Stored items:
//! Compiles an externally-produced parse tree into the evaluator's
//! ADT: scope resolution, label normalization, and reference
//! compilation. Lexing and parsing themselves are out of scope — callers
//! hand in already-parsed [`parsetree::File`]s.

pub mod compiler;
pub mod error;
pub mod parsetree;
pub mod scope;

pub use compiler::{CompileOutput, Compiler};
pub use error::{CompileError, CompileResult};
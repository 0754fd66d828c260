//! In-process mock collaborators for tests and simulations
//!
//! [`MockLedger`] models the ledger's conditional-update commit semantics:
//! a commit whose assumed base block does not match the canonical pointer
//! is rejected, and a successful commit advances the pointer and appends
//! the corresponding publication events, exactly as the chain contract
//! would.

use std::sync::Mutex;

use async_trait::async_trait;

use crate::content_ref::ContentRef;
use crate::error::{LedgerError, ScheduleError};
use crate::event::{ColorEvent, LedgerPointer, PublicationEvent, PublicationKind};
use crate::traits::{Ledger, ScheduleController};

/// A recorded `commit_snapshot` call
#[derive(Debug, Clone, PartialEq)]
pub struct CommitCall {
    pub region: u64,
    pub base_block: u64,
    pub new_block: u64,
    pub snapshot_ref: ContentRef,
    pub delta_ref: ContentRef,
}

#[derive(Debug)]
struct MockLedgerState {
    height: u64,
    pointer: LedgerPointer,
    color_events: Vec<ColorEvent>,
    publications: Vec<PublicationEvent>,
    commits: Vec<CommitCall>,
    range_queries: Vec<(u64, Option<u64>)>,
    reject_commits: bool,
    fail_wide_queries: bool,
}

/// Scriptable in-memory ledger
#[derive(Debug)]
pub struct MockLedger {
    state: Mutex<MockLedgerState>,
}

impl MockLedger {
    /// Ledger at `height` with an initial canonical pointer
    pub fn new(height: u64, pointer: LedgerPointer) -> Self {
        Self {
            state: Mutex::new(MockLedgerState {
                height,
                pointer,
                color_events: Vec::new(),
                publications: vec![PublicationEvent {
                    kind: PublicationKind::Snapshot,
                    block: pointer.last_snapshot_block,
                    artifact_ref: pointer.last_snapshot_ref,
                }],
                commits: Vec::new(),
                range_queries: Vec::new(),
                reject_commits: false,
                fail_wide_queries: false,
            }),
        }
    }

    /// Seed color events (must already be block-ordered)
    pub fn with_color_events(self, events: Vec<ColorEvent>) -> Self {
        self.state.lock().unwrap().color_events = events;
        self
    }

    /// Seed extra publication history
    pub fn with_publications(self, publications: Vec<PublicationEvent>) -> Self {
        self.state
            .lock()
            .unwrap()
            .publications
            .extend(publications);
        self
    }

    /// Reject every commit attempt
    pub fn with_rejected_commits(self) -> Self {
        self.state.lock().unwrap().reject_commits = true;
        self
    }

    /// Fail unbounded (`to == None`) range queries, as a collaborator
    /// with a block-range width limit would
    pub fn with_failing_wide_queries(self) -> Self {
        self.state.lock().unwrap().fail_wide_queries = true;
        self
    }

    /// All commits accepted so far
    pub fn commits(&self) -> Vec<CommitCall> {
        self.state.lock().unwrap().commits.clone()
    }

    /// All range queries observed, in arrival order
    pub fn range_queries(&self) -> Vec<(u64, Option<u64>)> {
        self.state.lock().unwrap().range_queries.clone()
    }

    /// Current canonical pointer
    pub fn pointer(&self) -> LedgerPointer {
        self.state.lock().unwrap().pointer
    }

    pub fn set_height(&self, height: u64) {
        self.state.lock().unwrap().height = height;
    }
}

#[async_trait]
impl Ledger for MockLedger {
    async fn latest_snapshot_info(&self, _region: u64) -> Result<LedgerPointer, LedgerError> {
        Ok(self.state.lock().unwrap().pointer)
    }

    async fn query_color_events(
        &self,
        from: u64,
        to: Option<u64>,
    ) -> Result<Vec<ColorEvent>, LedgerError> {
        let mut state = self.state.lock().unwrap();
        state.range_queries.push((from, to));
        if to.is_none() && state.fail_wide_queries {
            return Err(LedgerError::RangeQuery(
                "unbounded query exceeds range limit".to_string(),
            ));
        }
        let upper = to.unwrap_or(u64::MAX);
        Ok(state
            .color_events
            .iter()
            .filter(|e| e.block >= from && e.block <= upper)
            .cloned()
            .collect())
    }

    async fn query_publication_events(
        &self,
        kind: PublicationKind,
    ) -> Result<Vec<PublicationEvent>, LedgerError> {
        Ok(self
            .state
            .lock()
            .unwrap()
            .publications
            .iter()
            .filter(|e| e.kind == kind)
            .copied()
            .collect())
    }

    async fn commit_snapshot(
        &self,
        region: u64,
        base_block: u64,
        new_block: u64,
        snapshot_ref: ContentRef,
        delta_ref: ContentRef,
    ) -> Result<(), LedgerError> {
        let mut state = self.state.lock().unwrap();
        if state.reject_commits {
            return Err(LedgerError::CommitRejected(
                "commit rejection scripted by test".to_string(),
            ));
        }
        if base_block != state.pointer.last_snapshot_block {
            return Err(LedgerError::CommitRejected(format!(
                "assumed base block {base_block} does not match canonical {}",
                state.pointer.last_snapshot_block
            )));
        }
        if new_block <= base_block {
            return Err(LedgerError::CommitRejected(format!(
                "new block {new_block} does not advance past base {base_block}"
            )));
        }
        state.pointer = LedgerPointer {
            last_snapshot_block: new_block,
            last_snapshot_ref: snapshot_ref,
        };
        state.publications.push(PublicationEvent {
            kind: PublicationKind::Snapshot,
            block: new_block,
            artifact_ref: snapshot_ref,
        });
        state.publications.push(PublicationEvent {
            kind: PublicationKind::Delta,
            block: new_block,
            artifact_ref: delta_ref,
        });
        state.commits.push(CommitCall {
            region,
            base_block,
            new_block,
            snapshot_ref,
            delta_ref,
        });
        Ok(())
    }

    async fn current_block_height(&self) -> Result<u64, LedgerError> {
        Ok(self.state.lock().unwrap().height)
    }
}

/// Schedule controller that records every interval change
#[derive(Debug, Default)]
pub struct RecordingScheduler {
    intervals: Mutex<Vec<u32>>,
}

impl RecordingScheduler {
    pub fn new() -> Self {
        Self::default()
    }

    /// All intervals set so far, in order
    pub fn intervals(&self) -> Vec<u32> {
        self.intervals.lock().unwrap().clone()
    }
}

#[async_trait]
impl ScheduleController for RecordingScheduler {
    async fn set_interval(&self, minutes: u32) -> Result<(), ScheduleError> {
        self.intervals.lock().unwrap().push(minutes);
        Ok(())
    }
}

**Activity:** Scan the records above for the word "struct". Copy each line that has it.

**Finished exercise:**
pub struct CommitCall {
struct MockLedgerState {
pub struct MockLedger {
pub struct RecordingScheduler {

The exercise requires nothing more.